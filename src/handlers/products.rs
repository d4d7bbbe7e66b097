use std::str::FromStr;

use actix_web::{web, HttpResponse};
use bigdecimal::BigDecimal;
use serde::{Deserialize, Serialize};
use utoipa::ToSchema;
use uuid::Uuid;

use crate::application::page_bounds;
use crate::application::product_service::ProductService;
use crate::domain::money::format_money;
use crate::domain::product::{NewProduct, Product, ProductChanges};
use crate::domain::user::Identity;
use crate::errors::AppError;
use crate::handlers::Pagination;
use crate::infrastructure::Store;

#[derive(Debug, Deserialize, ToSchema)]
pub struct CreateProductRequest {
    pub name: String,
    pub description: Option<String>,
    /// Decimal price as a string to avoid floating-point issues, e.g. "9.99"
    pub price: String,
    pub stock: i32,
    /// Defaults to true
    pub is_active: Option<bool>,
}

#[derive(Debug, Default, Deserialize, ToSchema)]
pub struct UpdateProductRequest {
    pub name: Option<String>,
    pub description: Option<String>,
    pub price: Option<String>,
    pub stock: Option<i32>,
    pub is_active: Option<bool>,
}

#[derive(Debug, Serialize, ToSchema)]
pub struct ProductResponse {
    pub id: Uuid,
    pub seller_id: Uuid,
    pub name: String,
    pub description: Option<String>,
    pub price: String,
    pub stock: i32,
    pub is_active: bool,
    pub created_at: String,
    pub updated_at: String,
}

impl From<Product> for ProductResponse {
    fn from(product: Product) -> Self {
        Self {
            id: product.id,
            seller_id: product.seller_id,
            price: format_money(&product.price),
            name: product.name,
            description: product.description,
            stock: product.stock,
            is_active: product.is_active,
            created_at: product.created_at.to_rfc3339(),
            updated_at: product.updated_at.to_rfc3339(),
        }
    }
}

#[derive(Debug, Serialize, ToSchema)]
pub struct ListProductsResponse {
    pub items: Vec<ProductResponse>,
    pub total: i64,
    pub page: i64,
    pub limit: i64,
}

fn parse_price(raw: &str) -> Result<BigDecimal, AppError> {
    BigDecimal::from_str(raw.trim())
        .map_err(|e| AppError::BadRequest(format!("Invalid price '{}': {}", raw, e)))
}

/// POST /products
#[utoipa::path(
    post,
    path = "/products",
    params(
        ("X-User-Id" = Uuid, Header, description = "Caller's user id"),
        ("X-User-Role" = String, Header, description = "seller or admin"),
    ),
    request_body = CreateProductRequest,
    responses(
        (status = 201, description = "Product listed", body = ProductResponse),
        (status = 400, description = "Invalid product fields"),
        (status = 403, description = "Caller cannot sell"),
    ),
    tag = "products"
)]
pub async fn create_product(
    service: web::Data<ProductService<Store>>,
    identity: Identity,
    body: web::Json<CreateProductRequest>,
) -> Result<HttpResponse, AppError> {
    let body = body.into_inner();
    let product = NewProduct {
        seller_id: identity.user_id,
        price: parse_price(&body.price)?,
        name: body.name,
        description: body.description,
        stock: body.stock,
        is_active: body.is_active.unwrap_or(true),
    };

    let created = web::block(move || service.create(&identity, product))
        .await
        .map_err(|e| AppError::Internal(e.to_string()))??;

    Ok(HttpResponse::Created().json(ProductResponse::from(created)))
}

/// GET /products
///
/// Active products, newest first.
#[utoipa::path(
    get,
    path = "/products",
    params(
        Pagination,
    ),
    responses(
        (status = 200, description = "Paginated list of products", body = ListProductsResponse),
    ),
    tag = "products"
)]
pub async fn list_products(
    service: web::Data<ProductService<Store>>,
    query: web::Query<Pagination>,
) -> Result<HttpResponse, AppError> {
    let params = query.into_inner();
    let (page, limit) = page_bounds(params.page, params.limit);

    let (items, total) = web::block(move || service.list(page, limit))
        .await
        .map_err(|e| AppError::Internal(e.to_string()))??;

    Ok(HttpResponse::Ok().json(ListProductsResponse {
        items: items.into_iter().map(Into::into).collect(),
        total,
        page,
        limit,
    }))
}

/// GET /products/{id}
#[utoipa::path(
    get,
    path = "/products/{id}",
    params(("id" = Uuid, Path, description = "Product UUID")),
    responses(
        (status = 200, description = "Product found", body = ProductResponse),
        (status = 404, description = "Product not found"),
    ),
    tag = "products"
)]
pub async fn get_product(
    service: web::Data<ProductService<Store>>,
    path: web::Path<Uuid>,
) -> Result<HttpResponse, AppError> {
    let product_id = path.into_inner();

    let product = web::block(move || service.get(product_id))
        .await
        .map_err(|e| AppError::Internal(e.to_string()))??;

    Ok(HttpResponse::Ok().json(ProductResponse::from(product)))
}

/// PATCH /products/{id}
///
/// Partial update by the seller or an admin.
#[utoipa::path(
    patch,
    path = "/products/{id}",
    params(
        ("id" = Uuid, Path, description = "Product UUID"),
        ("X-User-Id" = Uuid, Header, description = "Caller's user id"),
    ),
    request_body = UpdateProductRequest,
    responses(
        (status = 200, description = "Product updated", body = ProductResponse),
        (status = 400, description = "Invalid product fields"),
        (status = 403, description = "Caller does not own the product"),
        (status = 404, description = "Product not found"),
    ),
    tag = "products"
)]
pub async fn update_product(
    service: web::Data<ProductService<Store>>,
    identity: Identity,
    path: web::Path<Uuid>,
    body: web::Json<UpdateProductRequest>,
) -> Result<HttpResponse, AppError> {
    let product_id = path.into_inner();
    let body = body.into_inner();
    let changes = ProductChanges {
        price: body.price.as_deref().map(parse_price).transpose()?,
        name: body.name,
        description: body.description,
        stock: body.stock,
        is_active: body.is_active,
    };

    let product = web::block(move || service.update(&identity, product_id, changes))
        .await
        .map_err(|e| AppError::Internal(e.to_string()))??;

    Ok(HttpResponse::Ok().json(ProductResponse::from(product)))
}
+===+
◆ What to work on
Look above for lines with the word "admin" and copy them all.

◆ Exercise solution
        ("X-User-Role" = String, Header, description = "seller or admin"),
/// Partial update by the seller or an admin.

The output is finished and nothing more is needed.